→ **What you have to do**: How do the lines below between the ones holding "Self::default()" and "type IntoIter = std::vec::IntoIter<SiteResult>;", inclusive, read? Give them again exactly, with no other lines.

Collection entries
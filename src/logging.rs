//! Logging init: structured `tracing` output to stderr.
//!
//! Operator progress lines are written to stdout by the harvester; this
//! subscriber only carries diagnostics. `RUST_LOG` takes precedence over
//! the verbosity flag.

use tracing_subscriber::EnvFilter;

/// Filter directive for a `-v` count.
#[must_use]
pub fn default_directive(verbosity: u8) -> &'static str {
    match verbosity {
        0 => "warn",
        1 => "info,semantic_harvester=info",
        _ => "debug,semantic_harvester=debug",
    }
}

/// Install the global subscriber. Safe to call more than once; later calls
/// are ignored.
pub fn init_logging(verbosity: u8) {
    let env_filter = EnvFilter::try_from_default_env()
        .unwrap_or_else(|_| EnvFilter::new(default_directive(verbosity)));

    let installed = tracing_subscriber::fmt()
        .with_env_filter(env_filter)
        .with_writer(std::io::stderr)
        .with_ansi(false)
        .try_init()
        .is_ok();

    if installed {
        tracing::debug!(verbosity, "logging initialized");
    }
}

#[cfg(test)]
mod tests {
    use super::*;

    #[test]
    fn verbosity_raises_level() {
        assert_eq!(default_directive(0), "warn");
        assert!(default_directive(1).starts_with("info"));
        assert!(default_directive(2).starts_with("debug"));
        assert!(default_directive(7).starts_with("debug"));
    }

    #[test]
    fn init_twice_does_not_panic() {
        init_logging(0);
        init_logging(2);
    }
}
//! DOM operations adapter
//!
//! Thin wrapper over the `dom_query` crate exposing the handful of tree
//! operations the extractor needs: parse, drop whole elements, read text.

// Re-export core types for external use
pub use dom_query::{Document, Selection};

// Text returned by dom_query is a reference-counted StrTendril; it derefs
// to `str`, so callers only allocate when they need owned storage.
pub use tendril::StrTendril;

// === Parsing ===

/// Parse an HTML string into a document.
///
/// Parsing never fails: malformed markup is repaired the way browsers do.
#[inline]
#[must_use]
pub fn parse(html: &str) -> Document {
    Document::from(html)
}

// === Tree Manipulation ===

/// Remove every element with one of the given tag names, content included.
///
/// Returns the number of elements removed.
pub fn remove_elements(doc: &Document, tags: &[&str]) -> usize {
    if tags.is_empty() {
        return 0;
    }
    let selector = tags.join(", ");
    let matched = doc.select(&selector);
    let count = matched.length();
    matched.remove();
    count
}

// === Text Content ===

/// Get all text content of node and descendants
#[inline]
#[must_use]
pub fn text_content(sel: &Selection) -> StrTendril {
    sel.text()
}

/// Concatenated text of the whole document, `<head>` included.
#[must_use]
pub fn document_text(doc: &Document) -> StrTendril {
    text_content(&doc.select("html"))
}

#[cfg(test)]
mod tests {
    use super::*;

    #[test]
    fn test_parse_and_read_text() {
        let doc = parse(r#"<div id="main">before <b>bold</b> after</div>"#);
        assert_eq!(text_content(&doc.select("div")), "before bold after".into());
    }

    #[test]
    fn test_remove_elements_drops_content() {
        let doc = parse(
            r#"
            <div>
                <nav>menu</nav>
                <p>content</p>
                <script>var x = 1;</script>
            </div>
        "#,
        );

        let removed = remove_elements(&doc, &["nav", "script"]);

        assert_eq!(removed, 2);
        assert!(doc.select("nav").is_empty());
        assert!(doc.select("script").is_empty());
        assert!(doc.select("p").exists());

        let text = document_text(&doc);
        assert!(text.contains("content"));
        assert!(!text.contains("menu"));
        assert!(!text.contains("var x"));
    }

    #[test]
    fn test_remove_nested_matches() {
        let doc = parse("<header><nav><a>Home</a></nav></header><p>body</p>");
        remove_elements(&doc, &["header", "nav"]);

        let text = document_text(&doc);
        assert!(!text.contains("Home"));
        assert!(text.contains("body"));
    }

    #[test]
    fn test_remove_with_no_tags_is_noop() {
        let doc = parse("<p>keep</p>");
        assert_eq!(remove_elements(&doc, &[]), 0);
        assert!(document_text(&doc).contains("keep"));
    }

    #[test]
    fn test_document_text_includes_title() {
        let doc = parse("<html><head><title>Page title</title></head><body>Body</body></html>");
        let text = document_text(&doc);
        assert!(text.contains("Page title"));
        assert!(text.contains("Body"));
    }
}
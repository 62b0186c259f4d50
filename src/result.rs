//! Result types for harvesting output.
//!
//! A `SiteResult` is built once per successfully processed URL and never
//! mutated afterwards. The `ResultSet` collects them in input order and is
//! what gets written to disk.

use serde::{Deserialize, Serialize};

use crate::language::Language;

/// A word and the number of times it occurred.
///
/// Serialized as a two-element JSON array: `["word", 3]`.
#[derive(Debug, Clone, PartialEq, Eq, Hash, Serialize, Deserialize)]
pub struct Keyword(pub String, pub usize);

impl Keyword {
    /// The lowercased word.
    #[must_use]
    pub fn word(&self) -> &str {
        &self.0
    }

    /// Number of occurrences in the cleaned text.
    #[must_use]
    pub fn count(&self) -> usize {
        self.1
    }
}

/// Keyword summary of one web page.
#[derive(Debug, Clone, PartialEq, Eq, Serialize, Deserialize)]
pub struct SiteResult {
    /// URL exactly as supplied by the caller.
    pub url: String,

    /// Stopword set the page was analyzed with.
    pub language: Language,

    /// Most frequent words, highest count first.
    pub keywords: Vec<Keyword>,

    /// Leading characters of the cleaned text, followed by an ellipsis marker.
    pub text_sample: String,
}

impl SiteResult {
    /// Builds a result, cutting `text` down to a sample of `sample_chars`
    /// characters followed by `suffix`.
    #[must_use]
    pub fn new(
        url: &str,
        language: Language,
        keywords: Vec<Keyword>,
        text: &str,
        sample_chars: usize,
        suffix: &str,
    ) -> Self {
        let mut text_sample: String = text.chars().take(sample_chars).collect();
        text_sample.push_str(suffix);

        Self {
            url: url.to_string(),
            language,
            keywords,
            text_sample,
        }
    }
}

/// Ordered collection of site results for one run.
#[derive(Debug, Clone, Default, PartialEq, Eq, Serialize, Deserialize)]
#[serde(transparent)]
pub struct ResultSet {
    sites: Vec<SiteResult>,
}

impl ResultSet {
    /// Creates an empty result set.
    #[must_use]
    pub fn new() -> Self {
        Self::default()
    }

    /// Appends a result; only the harvester calls this.
    pub(crate) fn push(&mut self, site: SiteResult) {
        self.sites.push(site);
    }

    /// Results in input order.
    #[must_use]
    pub fn sites(&self) -> &[SiteResult] {
        &self.sites
    }

    #[must_use]
    pub fn len(&self) -> usize {
        self.sites.len()
    }

    #[must_use]
    pub fn is_empty(&self) -> bool {
        self.sites.is_empty()
    }
}

impl From<Vec<SiteResult>> for ResultSet {
    fn from(sites: Vec<SiteResult>) -> Self {
        Self { sites }
    }
}

impl IntoIterator for ResultSet {
    type Item = SiteResult;
    type IntoIter = std::vec::IntoIter<SiteResult>;

    fn into_iter(self) -> Self::IntoIter {
        self.sites.into_iter()
    }
}
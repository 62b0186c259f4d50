//! Character encoding detection and transcoding for downloaded pages.
//!
//! The charset comes from the `Content-Type` response header when present,
//! otherwise from a `<meta>` declaration near the top of the document.
//! Everything else is decoded as UTF-8.

use encoding_rs::{Encoding, UTF_8};
use regex::Regex;
use std::sync::LazyLock;

/// Number of leading bytes searched for a `<meta>` charset declaration.
const META_SNIFF_LEN: usize = 1024;

/// Match `<meta charset="...">` tag
#[allow(clippy::expect_used)]
static CHARSET_META_RE: LazyLock<Regex> = LazyLock::new(|| {
    Regex::new(r#"(?i)<meta[^>]+charset\s*=\s*["']?([^"'\s>/;]+)"#).expect("valid regex")
});

/// Match `<meta http-equiv="Content-Type" content="...; charset=...">` tag
#[allow(clippy::expect_used)]
static CONTENT_TYPE_META_RE: LazyLock<Regex> = LazyLock::new(|| {
    Regex::new(r#"(?i)<meta[^>]+http-equiv\s*=\s*["']?content-type["']?[^>]+content\s*=\s*["']?[^"'>]*;\s*charset\s*=\s*([^"'\s>]+)"#).expect("valid regex")
});

/// Match the `charset` parameter of a `Content-Type` header value.
#[allow(clippy::expect_used)]
static HEADER_CHARSET_RE: LazyLock<Regex> = LazyLock::new(|| {
    Regex::new(r#"(?i);\s*charset\s*=\s*["']?([^"';\s]+)"#).expect("valid regex")
});

/// Pick the encoding for a response body.
///
/// Order of precedence:
/// 1. `charset` parameter of the `Content-Type` header
/// 2. `<meta http-equiv="Content-Type" content="...; charset=...">`
/// 3. `<meta charset="...">`
/// 4. UTF-8
///
/// Unknown labels are skipped rather than treated as errors.
#[must_use]
pub fn detect_encoding(body: &[u8], content_type: Option<&str>) -> &'static Encoding {
    if let Some(encoding) = content_type
        .and_then(header_charset)
        .and_then(|label| Encoding::for_label(label.as_bytes()))
    {
        return encoding;
    }

    let head = &body[..body.len().min(META_SNIFF_LEN)];
    let head_str = String::from_utf8_lossy(head);

    [extract_content_type_charset(&head_str), extract_charset(&head_str)]
        .into_iter()
        .flatten()
        .find_map(|label| Encoding::for_label(label.as_bytes()))
        .unwrap_or(UTF_8)
}

/// Decode a response body to UTF-8.
///
/// Invalid sequences become U+FFFD instead of failing.
#[must_use]
pub fn decode_body(body: &[u8], content_type: Option<&str>) -> String {
    let encoding = detect_encoding(body, content_type);
    let (text, used, had_errors) = encoding.decode(body);
    if had_errors {
        tracing::debug!(encoding = used.name(), "replaced undecodable bytes");
    }
    text.into_owned()
}

/// Extract `charset` from a `Content-Type` header value.
fn header_charset(content_type: &str) -> Option<String> {
    HEADER_CHARSET_RE
        .captures(content_type)
        .and_then(|c| c.get(1))
        .map(|m| m.as_str().to_string())
}

/// Extract charset from `<meta charset="...">` tag.
fn extract_charset(html: &str) -> Option<String> {
    CHARSET_META_RE
        .captures(html)
        .and_then(|c| c.get(1))
        .map(|m| m.as_str().to_string())
}

/// Extract charset from `<meta http-equiv="Content-Type" content="...; charset=...">` tag.
fn extract_content_type_charset(html: &str) -> Option<String> {
    CONTENT_TYPE_META_RE
        .captures(html)
        .and_then(|c| c.get(1))
        .map(|m| m.as_str().to_string())
}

→ **Your solution**:
        Self::default()
    }

    /// Appends a result; only the harvester calls this.
    pub(crate) fn push(&mut self, site: SiteResult) {
        self.sites.push(site);
    }

    /// Results in input order.
    #[must_use]
    pub fn sites(&self) -> &[SiteResult] {
        &self.sites
    }

    #[must_use]
    pub fn len(&self) -> usize {
        self.sites.len()
    }

    #[must_use]
    pub fn is_empty(&self) -> bool {
        self.sites.is_empty()
    }
}

impl From<Vec<SiteResult>> for ResultSet {
    fn from(sites: Vec<SiteResult>) -> Self {
        Self { sites }
    }
}

impl IntoIterator for ResultSet {
    type Item = SiteResult;
    type IntoIter = std::vec::IntoIter<SiteResult>;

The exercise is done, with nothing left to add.